[VMC on AWS] NSX Manager GUI Access, Public URL, and Private Network Considerations
search cancel

[VMC on AWS] NSX Manager GUI Access, Public URL, and Private Network Considerations

book

Article ID: 314138

calendar_today

Updated On:

Products

VMware Cloud on AWS

Issue/Introduction

To understand the accessibility of NSX manager over a private network and Public URL.


Symptoms:

Encountering a situation involving NSX Manager accessibility, specifically regarding the transition from public network access to a private network setup ( after following the instructions outlined here: Open NSX Manager)

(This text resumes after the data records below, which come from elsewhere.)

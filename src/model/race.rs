use serde::{Deserialize, Serialize};

use super::entity::{EntityBase, EntityType, impl_generated};
use crate::id::EntityId;

#[derive(Debug, Clone, PartialEq, Eq, PartialOrd, Ord, Hash, Serialize, Deserialize)]
#[serde(into = "String", try_from = "String")]
pub enum RaceKind {
    Human,
    Elf,
    Dwarf,
    Halfling,
    Gnome,
    Orc,
    Goblin,
    Troll,
    Giant,
    Dragonborn,
    Tiefling,
    Kobold,
    Lizardfolk,
    Merfolk,
    Custom(String),
}

string_enum_open!(RaceKind, "race", {
    Human => "human",
    Elf => "elf",
    Dwarf => "dwarf",
    Halfling => "halfling",
    Gnome => "gnome",
    Orc => "orc",
    Goblin => "goblin",
    Troll => "troll",
    Giant => "giant",
    Dragonborn => "dragonborn",
    Tiefling => "tiefling",
    Kobold => "kobold",
    Lizardfolk => "lizardfolk",
    Merfolk => "merfolk",
});

#[derive(Debug, Clone, Copy, PartialEq, Eq, Serialize, Deserialize)]
pub struct Lifespan {
    pub min: u32,
    pub max: u32,
}

#[derive(Debug, Clone, PartialEq, Serialize, Deserialize)]
#[serde(rename_all = "camelCase")]
pub struct MortalRace {
    #[serde(flatten)]
    pub base: EntityBase,
    #[serde(rename = "raceType")]
    pub race: RaceKind,
    pub homeland_id: EntityId,
    pub lifespan: Lifespan,
    pub population: u64,
}

impl_generated!(MortalRace, EntityType::MortalRace);
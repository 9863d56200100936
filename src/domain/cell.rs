/// A single cell in the Game of Life grid: either Dead or Alive.
#[derive(Clone, Copy, PartialEq, Eq, Debug)]
pub enum Cell {
    Dead,
    Alive,
}

impl Cell {
    /// Check if the cell is currently alive
    pub const fn is_alive(self) -> bool {
        matches!(self, Cell::Alive)
    }

    /// Flip the cell state (click-to-toggle input path)
    pub const fn toggle(self) -> Self {
        match self {
            Cell::Alive => Cell::Dead,
            Cell::Dead => Cell::Alive,
        }
    }

    /// Pure B3/S23 transition:
    /// 1. Live cell with 2-3 neighbors survives
    /// 2. Dead cell with exactly 3 neighbors becomes alive
    /// 3. All other cases result in death
    pub const fn evolve(self, neighbors: u8) -> Self {
        match (self, neighbors) {
            (Cell::Alive, 2 | 3) => Cell::Alive,
            (Cell::Dead, 3) => Cell::Alive,
            _ => Cell::Dead,
        }
    }
}
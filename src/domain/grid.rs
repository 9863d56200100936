use super::{Cell, rules};
use rand::Rng;

/// Grid owns the N×N cell array and the generation counter.
///
/// Cells live at linear index `x + size * y`. The generation counter starts
/// at 1 and is reset to 1 whenever the grid is reseeded.
pub struct Grid {
    size: usize,
    cells: Vec<Cell>,
    generation: u64,
}

impl Grid {
    /// Create a new grid with all cells initially dead
    pub fn new(size: usize) -> Self {
        Self {
            size,
            cells: vec![Cell::Dead; size * size],
            generation: 1,
        }
    }

    /// Grid side length (the grid is always square)
    pub const fn size(&self) -> usize {
        self.size
    }

    /// Generations elapsed since the last reseed
    pub const fn generation(&self) -> u64 {
        self.generation
    }

    /// Convert 2D coordinates to the linear index
    const fn index(&self, x: usize, y: usize) -> usize {
        x + self.size * y
    }

    /// Read the cell at (x, y). Coordinates must be in range; the input
    /// handler is responsible for clamping before calling in.
    pub fn get(&self, x: usize, y: usize) -> Cell {
        self.cells[self.index(x, y)]
    }

    /// Flip the cell at (x, y). Same caller contract as `get`.
    pub fn toggle(&mut self, x: usize, y: usize) {
        let idx = self.index(x, y);
        self.cells[idx] = self.cells[idx].toggle();
    }

    /// Borrow the full cell array in linear-index order (renderer path)
    pub fn cells(&self) -> &[Cell] {
        &self.cells
    }

    /// Frozen copy of the current cell array
    pub fn snapshot(&self) -> Vec<Cell> {
        self.cells.clone()
    }

    /// Reseed: every cell becomes alive independently with the given
    /// probability. Resets the generation counter to 1.
    pub fn randomize(&mut self, live_probability: f64) {
        let mut rng = rand::rng();
        self.cells.iter_mut().for_each(|cell| {
            *cell = if rng.random_bool(live_probability) {
                Cell::Alive
            } else {
                Cell::Dead
            };
        });
        self.generation = 1;
    }

    /// Advance one generation. The rule engine reads the previous state in
    /// full and produces a fresh array, so neighbor counts are never computed
    /// against half-updated cells.
    pub fn step(&mut self) {
        self.cells = rules::next_generation_parallel(&self.cells, self.size);
        self.generation += 1;
    }
}
use macroquad::prelude::*;
use gol::{Grid, Renderer, Scheduler, SEED_PROBABILITY, input};

const GRID_SIZE: usize = 250;
const WINDOW_SIZE: i32 = 800;

fn window_conf() -> Conf {
    Conf {
        window_title: "Game of Life".to_owned(),
        window_width: WINDOW_SIZE,
        window_height: WINDOW_SIZE,
        window_resizable: true,
        ..Default::default()
    }
}

#[macroquad::main(window_conf)]
async fn main() {
    let mut grid = Grid::new(GRID_SIZE);
    grid.randomize(SEED_PROBABILITY);

    let mut scheduler = Scheduler::new(grid);
    let mut renderer = Renderer::new(GRID_SIZE);

    loop {
        input::handle_mouse(&mut scheduler);
        input::handle_keyboard(&mut scheduler);

        scheduler.tick(get_frame_time());

        clear_background(BLACK);
        renderer.render(&scheduler.grid);

        next_frame().await;
    }
}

Despite the configuration changes and making the NSX Manager accessibility limited through private channels, the NSX Manager's public URL remains accessible from the Internet. 


Cause

This is by design and architecture.

Resolution

The user's concerns about NSX Manager GUI accessibility, the continued availability of the public URL, and relevant configuration settings are addressed with insights into the following aspects:

 

1.) Effect of Adjusting Console Settings:

Altering the default behavior of the NSX Manager button from "Via the Internet (Public)" to "Via internal network (Private)" through console settings impacts the button's behavior. However, it does not affect the public URL's accessibility. The public URL remains accessible via the reverse proxy setup, maintaining consistency across commercial VMware Cloud (VMC) environments.

 

2.) Security Enhancement through IP Authentication Policy:

To strengthen security, an IP authentication policy approach is employed. This strategy ensures that access to the organizational environment, including NSX Manager, is allowed only from designated public IP ranges. This policy serves to enhance security by controlling access to authorized sources.

 

3.) NSX Manager's Connectivity and Accessibility:

Given NSX Manager's critical role in defining connectivity, it requires accessibility beyond private access. This is necessary to configure private access in the first place. Consequently, NSX Manager maintains access via the Cloud Services Platform (CSP) path, secured using industry-standard methods. This access path remains fundamental to the system's functionality.

 

4.) Configuration's Influence on NSX Manager Access Control:

The configuration settings affecting NSX Manager access control dictate the default behavior when the "Open NSX Manager" button is utilized. This setting determines whether the public or private path is chosen. However, it's essential to recognize that this configuration does not impact NSX Manager's availability or connectivity through either path.

 

 

Conclusion:

This knowledge-based article synthesizes insights into NSX Manager GUI accessibility, public URL availability, and the underlying design considerations. While configuration changes influence default behaviors, the public URL's accessibility remains intact due to the platform's design principles. Security measures, IP authentication policies, and architectural considerations are pivotal in managing accessibility and mitigating potential risks.

 

The resolution of the NSX manager only decides the accessibility of the manager via "Open NSX Manager" button.

 

image.png

 

 

NSX manager would still be accessible over the internet from this URL even if the resolution is set to private in the VMC console.

 

image.png

 

 

 

 

 


Workaround:

N/A


Additional Information

Open NSX Manager


Impact/Risks:

User would be still able to access NSX manager over public URL even after setting up the resolution to private.